The APFC (Alaska Permanent Fund Corp.) entered this (last) week very conservatively positioned with an overweight in asset allocation to bonds and cash, which has provided an opportunity to leverage opportunities based on market dislocation, the Fund said in its statement.
Reflective of APFC’s conservative positioning, through Friday, February 28, the Fund declined ~2.4 percent in February compared with a decline of 5.5 percent for the Fund’s Passive Benchmark, a group of other large funds.
“The primary driver of the market declines this past week has been the fears about COVID-19. As we begin this trading week, markets are rallying, given the Fed statements that they will support the market. However, there remains a great deal of turbulence with the recognition of the damaging potential of this virus on the global economy,” the statement said.
“Despite a state of panic enveloping the markets last week, there was some good news in APFC’s private markets portfolio. The Fund has exposure to several innovative biotech companies in the Venture Capital portion of the portfolio that are positioned to assist in response to a variety of public health crises,” the statement said.
“Within the Fund’s Alternatives portfolio is a multi-billion dollar ‘Absolute Return’ portfolio, which performs with no material correlation to the broader markets. Early data on manager performance indicates that this portfolio served its intended role last week,” the statement said.
The Fund’s Chief Investment Officer, Marcus Frampton, said “Given elevated valuations prevalent in public stock markets and the team’s assessment of the risk/return tradeoff in markets, the Fund has been positioned more conservatively than normal going into February.”
“While a drop-in value is always very difficult, I’m gratified that the team’s positioning of the portfolio served us well last week in a tough market. In this challenging market environment, the Fund has performed well, and we are positioned to weather any future volatility,” Frampton said.
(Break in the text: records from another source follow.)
//! Tracker session: the owner of user state.
//!
//! Holds the holdings and alerts restored from storage, persists every
//! mutation, applies alert transitions produced by evaluation, and queues
//! one notification per transition. A failed save is logged; the in-memory
//! change stands and the next save writes the full collection again.

use crate::domain::alert::{evaluate_alerts, Alert, AlertBook, AlertId, AlertTrigger, NewAlert};
use crate::domain::coin::CoinSnapshot;
use crate::domain::notification::{Notification, NotificationId, NotificationQueue};
use crate::domain::portfolio::{self, Holding, HoldingId, NewHolding, Portfolio, PortfolioSummary};
use crate::error::TrackerError;
use crate::shared::{Clock, SystemClock};
use crate::storage::{KeyValueStore, LocalState};

use std::sync::Arc;

pub struct TrackerSession<S: KeyValueStore> {
    state: LocalState<S>,
    portfolio: Portfolio,
    alerts: AlertBook,
    notifications: NotificationQueue,
    clock: Arc<dyn Clock>,
}

impl<S: KeyValueStore> TrackerSession<S> {
    /// Restore state from `store` using the system clock.
    pub fn load(store: S) -> Self {
        Self::load_with_clock(store, Arc::new(SystemClock))
    }

    pub fn load_with_clock(store: S, clock: Arc<dyn Clock>) -> Self {
        let state = LocalState::new(store);
        let persisted = state.load();
        tracing::debug!(
            holdings = persisted.holdings.len(),
            alerts = persisted.alerts.len(),
            "Restored local state"
        );
        Self {
            state,
            portfolio: Portfolio::new(persisted.holdings),
            alerts: AlertBook::new(persisted.alerts),
            notifications: NotificationQueue::default(),
            clock,
        }
    }

    // ── Holdings ─────────────────────────────────────────────────────────

    pub fn holdings(&self) -> &[Holding] {
        self.portfolio.holdings()
    }

    pub fn add_holding(&mut self, new: NewHolding) -> Result<Holding, TrackerError> {
        let holding = self
            .portfolio
            .add(new, self.clock.as_ref())
            .map_err(|e| TrackerError::Validation(e.to_string()))?
            .clone();
        self.persist_holdings();
        Ok(holding)
    }

    pub fn remove_holding(&mut self, id: HoldingId) -> Option<Holding> {
        let removed = self.portfolio.remove(id)?;
        self.persist_holdings();
        Some(removed)
    }

    /// Totals and per-holding rows against `snapshot`.
    pub fn portfolio<'a>(&'a self, snapshot: &'a CoinSnapshot) -> PortfolioSummary<'a> {
        portfolio::summarize(self.portfolio.holdings(), snapshot)
    }

    // ── Alerts ───────────────────────────────────────────────────────────

    pub fn alerts(&self) -> &[Alert] {
        self.alerts.alerts()
    }

    pub fn add_alert(&mut self, new: NewAlert) -> Result<Alert, TrackerError> {
        let alert = self
            .alerts
            .add(new, self.clock.as_ref())
            .map_err(|e| TrackerError::Validation(e.to_string()))?
            .clone();
        self.persist_alerts();
        Ok(alert)
    }

    pub fn remove_alert(&mut self, id: AlertId) -> Option<Alert> {
        let removed = self.alerts.remove(id)?;
        self.persist_alerts();
        Some(removed)
    }

    /// Re-arm a triggered alert. Returns whether it was triggered.
    pub fn reset_alert(&mut self, id: AlertId) -> bool {
        let changed = self.alerts.reset(id);
        if changed {
            self.persist_alerts();
        }
        changed
    }

    /// Evaluate alerts against a fresh snapshot, apply the transitions and
    /// queue a notification for each. Returns the applied transitions.
    pub fn on_snapshot(&mut self, snapshot: &CoinSnapshot) -> Vec<AlertTrigger> {
        let triggers = evaluate_alerts(self.alerts.alerts(), snapshot);
        if triggers.is_empty() {
            return triggers;
        }

        let applied = self.alerts.apply(triggers);
        let now = self.clock.now_ms();
        for trigger in &applied {
            let message = trigger.message();
            tracing::info!(alert = %trigger.alert_id, %message, "Price alert triggered");
            self.notifications.push(message, now);
        }
        self.persist_alerts();
        applied
    }

    // ── Notifications ────────────────────────────────────────────────────

    pub fn notifications(&self) -> impl Iterator<Item = &Notification> {
        self.notifications.iter()
    }

    /// Drop notifications past their display time.
    pub fn expire_notifications(&mut self) -> Vec<NotificationId> {
        self.notifications.expire(self.clock.now_ms())
    }

    pub fn dismiss_notification(&mut self, id: NotificationId) -> bool {
        self.notifications.dismiss(id)
    }

    /// Unix ms at which the next notification expires, for scheduling a
    /// call to [`expire_notifications`](Self::expire_notifications).
    pub fn next_notification_expiry(&self) -> Option<i64> {
        self.notifications.next_expiry()
    }

    // ── Persistence ──────────────────────────────────────────────────────

    pub fn store(&self) -> &S {
        self.state.store()
    }

    fn persist_holdings(&mut self) {
        if let Err(e) = self.state.save_holdings(self.portfolio.holdings()) {
            tracing::warn!(error = %e, "Failed to persist holdings");
        }
    }

    fn persist_alerts(&mut self) {
        if let Err(e) = self.state.save_alerts(self.alerts.alerts()) {
            tracing::warn!(error = %e, "Failed to persist alerts");
        }
    }
}
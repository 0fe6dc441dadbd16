//! Low-level HTTP client: `MarketDataHttp`.
//!
//! One method per upstream endpoint. Returns wire types (conversion to domain
//! types happens in the sub-clients). Every request is bounded by a single
//! client-level timeout.

use crate::domain::coin::wire::{CoinDetailResponse, CoinMarketResponse};
use crate::domain::market::wire::{GlobalResponse, TrendingResponse};
use crate::domain::price_history::wire::MarketChartResponse;
use crate::error::HttpError;
use crate::network::{API_KEY_HEADER, DEFAULT_REQUEST_TIMEOUT_MS};

use futures_util::future::{self, Either};
use reqwest::Client;
use serde::de::DeserializeOwned;
use std::time::Duration;

/// Low-level HTTP client for a CoinGecko-compatible market data API.
pub struct MarketDataHttp {
    base_url: String,
    client: Client,
    api_key: Option<String>,
    timeout: Duration,
}

impl MarketDataHttp {
    pub fn new(base_url: &str) -> Result<Self, HttpError> {
        Self::with_options(
            base_url,
            None,
            Duration::from_millis(DEFAULT_REQUEST_TIMEOUT_MS),
        )
    }

    pub fn with_options(
        base_url: &str,
        api_key: Option<String>,
        timeout: Duration,
    ) -> Result<Self, HttpError> {
        #[allow(unused_mut)]
        let mut builder = Client::builder();
        #[cfg(not(target_arch = "wasm32"))]
        {
            builder = builder.pool_max_idle_per_host(4);
        }

        Ok(Self {
            base_url: base_url.trim_end_matches('/').to_string(),
            client: builder.build()?,
            api_key: api_key.filter(|k| !k.trim().is_empty()),
            timeout,
        })
    }

    pub fn base_url(&self) -> &str {
        &self.base_url
    }

    pub fn timeout(&self) -> Duration {
        self.timeout
    }

    // ── Coins ────────────────────────────────────────────────────────────

    /// First page of coins ordered by market cap, with sparkline and
    /// 1h/24h/7d change.
    pub async fn get_coin_markets(
        &self,
        vs_currency: &str,
        per_page: u32,
    ) -> Result<Vec<CoinMarketResponse>, HttpError> {
        let url = format!(
            "{}/coins/markets?vs_currency={}&order=market_cap_desc&per_page={}&page=1&sparkline=true&price_change_percentage=1h,24h,7d",
            self.base_url,
            urlencoding::encode(vs_currency),
            per_page
        );
        self.get(&url).await
    }

    pub async fn get_coin_detail(&self, id: &str) -> Result<CoinDetailResponse, HttpError> {
        let url = format!(
            "{}/coins/{}?localization=false&tickers=false&market_data=true&community_data=false&developer_data=false",
            self.base_url,
            urlencoding::encode(id)
        );
        self.get(&url).await
    }

    pub async fn get_market_chart(
        &self,
        id: &str,
        vs_currency: &str,
        days: u32,
    ) -> Result<MarketChartResponse, HttpError> {
        let url = format!(
            "{}/coins/{}/market_chart?vs_currency={}&days={}",
            self.base_url,
            urlencoding::encode(id),
            urlencoding::encode(vs_currency),
            days
        );
        self.get(&url).await
    }

    // ── Market ───────────────────────────────────────────────────────────

    pub async fn get_global(&self) -> Result<GlobalResponse, HttpError> {
        let url = format!("{}/global", self.base_url);
        self.get(&url).await
    }

    pub async fn get_trending(&self) -> Result<TrendingResponse, HttpError> {
        let url = format!("{}/search/trending", self.base_url);
        self.get(&url).await
    }

    // ── Internal ─────────────────────────────────────────────────────────

    async fn get<T: DeserializeOwned>(&self, url: &str) -> Result<T, HttpError> {
        tracing::debug!(url, "GET");
        let request = std::pin::pin!(self.do_request(url));
        let deadline = futures_timer::Delay::new(self.timeout);

        match future::select(request, deadline).await {
            Either::Left((result, _)) => result,
            Either::Right(((), _)) => {
                tracing::debug!(url, timeout_ms = self.timeout.as_millis() as u64, "Request timed out");
                Err(HttpError::Timeout)
            }
        }
    }

    async fn do_request<T: DeserializeOwned>(&self, url: &str) -> Result<T, HttpError> {
        let mut req = self
            .client
            .get(url)
            .header(reqwest::header::ACCEPT, "application/json");
        if let Some(key) = &self.api_key {
            req = req.header(API_KEY_HEADER, key);
        }

        let resp = req.send().await?;
        let status = resp.status();

        if status.is_success() {
            let parsed = resp.json::<T>().await?;
            return Ok(parsed);
        }

        let retry_after_ms = resp
            .headers()
            .get(reqwest::header::RETRY_AFTER)
            .and_then(|v| v.to_str().ok())
            .and_then(|v| v.trim().parse::<u64>().ok())
            .map(|secs| secs * 1000);
        let status_code = status.as_u16();
        let body_text = resp.text().await.unwrap_or_default();

        match status_code {
            401 | 403 => Err(HttpError::Unauthorized),
            404 => Err(HttpError::NotFound(body_text)),
            429 => Err(HttpError::RateLimited { retry_after_ms }),
            400..=499 => Err(HttpError::BadRequest(body_text)),
            _ => Err(HttpError::ServerError {
                status: status_code,
                body: body_text,
            }),
        }
    }
}

impl Clone for MarketDataHttp {
    fn clone(&self) -> Self {
        Self {
            base_url: self.base_url.clone(),
            client: self.client.clone(),
            api_key: self.api_key.clone(),
            timeout: self.timeout,
        }
    }
}

impl std::fmt::Debug for MarketDataHttp {
    fn fmt(&self, f: &mut std::fmt::Formatter<'_>) -> std::fmt::Result {
        f.debug_struct("MarketDataHttp")
            .field("base_url", &self.base_url)
            .field("api_key", &self.api_key.as_ref().map(|_| "<redacted>"))
            .field("timeout", &self.timeout)
            .finish()
    }
}
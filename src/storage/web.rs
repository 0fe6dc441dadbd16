//! Browser `window.localStorage` store.

use super::KeyValueStore;
use crate::error::StorageError;
use wasm_bindgen::JsValue;

#[derive(Debug, Clone)]
pub struct LocalStorage {
    storage: web_sys::Storage,
}

impl LocalStorage {
    /// The current window's local storage.
    pub fn open() -> Result<Self, StorageError> {
        let window = web_sys::window()
            .ok_or_else(|| StorageError::Unavailable("no window".into()))?;
        let storage = window
            .local_storage()
            .map_err(js_error)?
            .ok_or_else(|| StorageError::Unavailable("localStorage disabled".into()))?;
        Ok(Self { storage })
    }
}

impl KeyValueStore for LocalStorage {
    fn read(&self, key: &str) -> Result<Option<String>, StorageError> {
        self.storage.get_item(key).map_err(js_error)
    }

    fn write(&mut self, key: &str, value: &str) -> Result<(), StorageError> {
        self.storage.set_item(key, value).map_err(js_error)
    }

    fn remove(&mut self, key: &str) -> Result<(), StorageError> {
        self.storage.remove_item(key).map_err(js_error)
    }
}

fn js_error(value: JsValue) -> StorageError {
    StorageError::Backend(value.as_string().unwrap_or_else(|| format!("{:?}", value)))
}
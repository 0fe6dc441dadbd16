//! Notification queue for alert transitions.
//!
//! Every notification carries its own id and is dismissed after a fixed
//! delay by that id.

use serde::{Deserialize, Serialize};
use std::collections::VecDeque;
use std::fmt;
use std::time::Duration;

/// How long a notification stays visible.
pub const NOTIFICATION_TTL: Duration = Duration::from_secs(5);

#[derive(Debug, Clone, Copy, PartialEq, Eq, Hash, PartialOrd, Ord, Serialize, Deserialize)]
#[serde(transparent)]
pub struct NotificationId(pub u64);

impl fmt::Display for NotificationId {
    fn fmt(&self, f: &mut fmt::Formatter<'_>) -> fmt::Result {
        write!(f, "{}", self.0)
    }
}

#[derive(Debug, Clone, PartialEq, Serialize, Deserialize)]
pub struct Notification {
    pub id: NotificationId,
    pub message: String,
    /// Unix ms.
    pub created_at: i64,
}

/// Visible notifications, oldest first.
#[derive(Debug, Clone)]
pub struct NotificationQueue {
    items: VecDeque<Notification>,
    ttl: Duration,
    next_id: u64,
}

impl Default for NotificationQueue {
    fn default() -> Self {
        Self::new(NOTIFICATION_TTL)
    }
}

impl NotificationQueue {
    pub fn new(ttl: Duration) -> Self {
        Self {
            items: VecDeque::new(),
            ttl,
            next_id: 1,
        }
    }

    fn ttl_ms(&self) -> i64 {
        i64::try_from(self.ttl.as_millis()).unwrap_or(i64::MAX)
    }

    pub fn push(&mut self, message: impl Into<String>, now_ms: i64) -> NotificationId {
        let id = NotificationId(self.next_id);
        self.next_id += 1;
        self.items.push_back(Notification {
            id,
            message: message.into(),
            created_at: now_ms,
        });
        id
    }

    /// Remove every notification older than the TTL. Returns the removed ids.
    pub fn expire(&mut self, now_ms: i64) -> Vec<NotificationId> {
        let ttl_ms = self.ttl_ms();
        let expired: Vec<NotificationId> = self
            .items
            .iter()
            .filter(|n| now_ms.saturating_sub(n.created_at) >= ttl_ms)
            .map(|n| n.id)
            .collect();
        for id in &expired {
            self.dismiss(*id);
        }
        expired
    }

    pub fn dismiss(&mut self, id: NotificationId) -> bool {
        match self.items.iter().position(|n| n.id == id) {
            Some(idx) => {
                self.items.remove(idx);
                true
            }
            None => false,
        }
    }

    /// When the oldest visible notification expires, if any.
    pub fn next_expiry(&self) -> Option<i64> {
        self.items
            .front()
            .map(|n| n.created_at.saturating_add(self.ttl_ms()))
    }

    pub fn iter(&self) -> impl Iterator<Item = &Notification> {
        self.items.iter()
    }

    pub fn len(&self) -> usize {
        self.items.len()
    }

    pub fn is_empty(&self) -> bool {
        self.items.is_empty()
    }
}
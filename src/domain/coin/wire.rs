//! Wire types for the coin endpoints.
//!
//! Every field the upstream may omit or send as `null` is optional here;
//! defaults are applied once during conversion.

use serde::{Deserialize, Serialize};

/// One row of `GET /coins/markets`.
#[derive(Debug, Clone, Serialize, Deserialize)]
pub struct CoinMarketResponse {
    #[serde(default)]
    pub id: String,
    #[serde(default)]
    pub symbol: String,
    #[serde(default)]
    pub name: String,
    #[serde(default)]
    pub image: Option<String>,
    #[serde(default)]
    pub current_price: Option<f64>,
    #[serde(default)]
    pub market_cap: Option<f64>,
    #[serde(default)]
    pub market_cap_rank: Option<u32>,
    #[serde(default)]
    pub total_volume: Option<f64>,
    #[serde(default)]
    pub price_change_percentage_24h: Option<f64>,
    #[serde(default)]
    pub price_change_percentage_1h_in_currency: Option<f64>,
    #[serde(default)]
    pub price_change_percentage_24h_in_currency: Option<f64>,
    #[serde(default)]
    pub price_change_percentage_7d_in_currency: Option<f64>,
    #[serde(default)]
    pub sparkline_in_7d: Option<SparklineResponse>,
}

#[derive(Debug, Clone, Default, Serialize, Deserialize)]
pub struct SparklineResponse {
    #[serde(default)]
    pub price: Vec<Option<f64>>,
}

/// `GET /coins/{id}` (only the fields the detail view reads).
#[derive(Debug, Clone, Serialize, Deserialize)]
pub struct CoinDetailResponse {
    #[serde(default)]
    pub id: String,
    #[serde(default)]
    pub symbol: String,
    #[serde(default)]
    pub name: String,
    #[serde(default)]
    pub image: Option<CoinImageResponse>,
    #[serde(default)]
    pub market_data: Option<CoinMarketDataResponse>,
}

#[derive(Debug, Clone, Default, Serialize, Deserialize)]
pub struct CoinImageResponse {
    #[serde(default)]
    pub thumb: Option<String>,
    #[serde(default)]
    pub small: Option<String>,
    #[serde(default)]
    pub large: Option<String>,
}

#[derive(Debug, Clone, Default, Serialize, Deserialize)]
pub struct CoinMarketDataResponse {
    #[serde(default)]
    pub current_price: CurrencyValues,
    #[serde(default)]
    pub market_cap: CurrencyValues,
    #[serde(default)]
    pub total_volume: CurrencyValues,
    #[serde(default)]
    pub circulating_supply: Option<f64>,
}

/// A per-currency map such as `{"usd": 67000.0, "eur": 61000.0}`.
pub type CurrencyValues = std::collections::HashMap<String, Option<f64>>;
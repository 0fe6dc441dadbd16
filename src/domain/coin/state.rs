//! Coin table view state: app-owned search text and sort order.

use super::{Coin, CoinSnapshot};
use rust_decimal::Decimal;
use serde::{Deserialize, Serialize};
use std::cmp::Ordering;

/// Coin table ordering. Every variant sorts descending.
#[derive(Debug, Clone, Copy, Default, PartialEq, Eq, Hash, Serialize, Deserialize)]
#[serde(rename_all = "snake_case")]
pub enum SortBy {
    #[default]
    MarketCap,
    Price,
    #[serde(rename = "24h")]
    Change24h,
}

impl SortBy {
    fn key(&self, coin: &Coin) -> Decimal {
        match self {
            SortBy::MarketCap => coin.market_cap,
            SortBy::Price => coin.current_price,
            SortBy::Change24h => coin.change_24h_or_zero(),
        }
    }

    fn compare(&self, a: &Coin, b: &Coin) -> Ordering {
        self.key(b).cmp(&self.key(a))
    }
}

/// One rendered row of the coin table.
#[derive(Debug, Clone, PartialEq)]
pub struct CoinRow<'a> {
    /// Market-cap rank, or the 1-based row position when the rank is missing.
    pub rank: u32,
    pub coin: &'a Coin,
}

/// Search and sort settings for the coin table.
#[derive(Debug, Clone, Default, PartialEq)]
pub struct CoinTable {
    pub query: String,
    pub sort_by: SortBy,
}

impl CoinTable {
    pub fn new() -> Self {
        Self::default()
    }

    pub fn with_query(mut self, query: impl Into<String>) -> Self {
        self.query = query.into();
        self
    }

    pub fn with_sort(mut self, sort_by: SortBy) -> Self {
        self.sort_by = sort_by;
        self
    }

    /// Case-insensitive substring match on name or symbol.
    pub fn matches(&self, coin: &Coin) -> bool {
        let needle = self.query.trim().to_lowercase();
        needle.is_empty()
            || coin.name.to_lowercase().contains(&needle)
            || coin.symbol.to_lowercase().contains(&needle)
    }

    /// Filter and sort the snapshot. Equal keys keep snapshot order.
    pub fn rows<'a>(&self, snapshot: &'a CoinSnapshot) -> Vec<CoinRow<'a>> {
        let mut coins: Vec<&Coin> = snapshot.iter().filter(|c| self.matches(c)).collect();
        coins.sort_by(|a, b| self.sort_by.compare(a, b));
        coins
            .into_iter()
            .enumerate()
            .map(|(idx, coin)| CoinRow {
                rank: coin.market_cap_rank.unwrap_or(idx as u32 + 1),
                coin,
            })
            .collect()
    }
}

#[cfg(test)]
mod tests {
    use super::*;
    use crate::domain::coin::test_support::coin;
    use std::str::FromStr;

    fn snapshot() -> CoinSnapshot {
        let mut btc = coin("bitcoin", "67000", Some("1.0"));
        btc.symbol = "btc".into();
        btc.market_cap = Decimal::from(1_300_000_000_000i64);
        btc.market_cap_rank = Some(1);
        let mut eth = coin("ethereum", "3500", Some("4.0"));
        eth.symbol = "eth".into();
        eth.market_cap = Decimal::from(420_000_000_000i64);
        eth.market_cap_rank = Some(2);
        let mut doge = coin("dogecoin", "0.15", None);
        doge.symbol = "doge".into();
        CoinSnapshot::new(vec![doge, eth, btc])
    }

    fn ids(rows: &[CoinRow<'_>]) -> Vec<String> {
        rows.iter().map(|r| r.coin.id.to_string()).collect()
    }

    #[test]
    fn test_default_sort_market_cap_desc() {
        let snap = snapshot();
        let rows = CoinTable::new().rows(&snap);
        assert_eq!(ids(&rows), vec!["bitcoin", "ethereum", "dogecoin"]);
        assert_eq!(rows[0].rank, 1);
        // Missing rank falls back to position.
        assert_eq!(rows[2].rank, 3);
    }

    #[test]
    fn test_sort_by_change_missing_is_zero() {
        let mut snap_coins = snapshot().coins().to_vec();
        snap_coins.push(coin("loser", "1", Some("-3")));
        let snap = CoinSnapshot::new(snap_coins);
        let rows = CoinTable::new().with_sort(SortBy::Change24h).rows(&snap);
        assert_eq!(ids(&rows), vec!["ethereum", "bitcoin", "dogecoin", "loser"]);
    }

    #[test]
    fn test_sort_by_price() {
        let snap = snapshot();
        let rows = CoinTable::new().with_sort(SortBy::Price).rows(&snap);
        assert_eq!(rows[0].coin.current_price, Decimal::from(67000));
        assert_eq!(
            rows[2].coin.current_price,
            Decimal::from_str("0.15").unwrap()
        );
    }

    #[test]
    fn test_search_name_or_symbol_case_insensitive() {
        let snap = snapshot();
        let rows = CoinTable::new().with_query("ETH").rows(&snap);
        assert_eq!(ids(&rows), vec!["ethereum"]);

        let rows = CoinTable::new().with_query("coin").rows(&snap);
        assert_eq!(ids(&rows), vec!["bitcoin", "dogecoin"]);

        let rows = CoinTable::new().with_query("zzz").rows(&snap);
        assert!(rows.is_empty());
    }

    #[test]
    fn test_sort_by_serde() {
        let s: SortBy = serde_json::from_str("\"24h\"").unwrap();
        assert_eq!(s, SortBy::Change24h);
        let s: SortBy = serde_json::from_str("\"market_cap\"").unwrap();
        assert_eq!(s, SortBy::MarketCap);
    }
}
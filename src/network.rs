//! Network constants for the upstream market-data API.

/// Default REST API base URL (CoinGecko v3 compatible).
pub const DEFAULT_API_URL: &str = "https://api.coingecko.com/api/v3";

/// Default quote currency for prices and market caps.
pub const DEFAULT_VS_CURRENCY: &str = "usd";

/// Number of coins requested for the tracked coin list.
pub const DEFAULT_PER_PAGE: u32 = 50;

/// Fixed client-level request timeout.
pub const DEFAULT_REQUEST_TIMEOUT_MS: u64 = 10_000;

/// Header carrying an optional demo API key.
pub const API_KEY_HEADER: &str = "x-cg-demo-api-key";
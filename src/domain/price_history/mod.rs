//! Price history domain: per-coin series over a lookback window, chart stats.

#[cfg(feature = "http")]
pub mod client;
pub mod stats;
pub mod wire;

use crate::domain::coin::CoinDetail;
use crate::shared::serde_util::timestamp_ms;
use crate::shared::{decimal_from_f64, LookbackWindow};
use chrono::{DateTime, Utc};
use rust_decimal::Decimal;
use serde::{Deserialize, Serialize};

pub use stats::ChartStats;

/// A single (timestamp, price) sample.
#[derive(Debug, Clone, PartialEq, Serialize, Deserialize)]
pub struct PricePoint {
    #[serde(with = "timestamp_ms")]
    pub time: DateTime<Utc>,
    pub price: Decimal,
}

impl PricePoint {
    pub fn new(time: DateTime<Utc>, price: Decimal) -> Self {
        Self { time, price }
    }
}

/// Decode the price series, dropping samples with a missing price or an
/// unrepresentable timestamp. Upstream order is preserved.
pub fn points_from_response(resp: wire::MarketChartResponse) -> Vec<PricePoint> {
    resp.prices
        .into_iter()
        .filter_map(|(t, p)| {
            let time = timestamp_ms::from_millis(t)?;
            let price = p.and_then(decimal_from_f64)?;
            Some(PricePoint { time, price })
        })
        .collect()
}

/// Everything the chart view shows for one coin and window.
#[derive(Debug, Clone, PartialEq)]
pub struct ChartView {
    pub window: LookbackWindow,
    pub detail: CoinDetail,
    pub points: Vec<PricePoint>,
    pub stats: Option<ChartStats>,
}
The Alaska Permanent Fund (Fund) ended the week of Feb. 21 with a value of $67.9 billion and closed Friday, Feb. 28 with a value of $65.1 billion, a drop in of $2.8 billion. These losses in value to the portfolio remain unrealized as these assets have not yet been sold. It is only when an asset is sold that it is recognized as statutory net income with funds deposited into the Earnings Reserve Account of the Fund.
The February 29, 2020 financial statements are in the process of being compiled and will be issued in the coming weeks with updated information on the overall Fund values, including those for the Principal and the Earnings Reserve Account.
Permanent Fund CEO Angela Rodell saod, “APFC is a long-term investor. This market will recover. It may not be in the timeframe we all would like, but history tells us these events do not last indefinitely.”
“We have seen tough losses before and have been able to recoup and actually build an even stronger base. Our team at APFC is working hard to find the new opportunities this market provides while limiting the downside of the Fund,” Rodell said.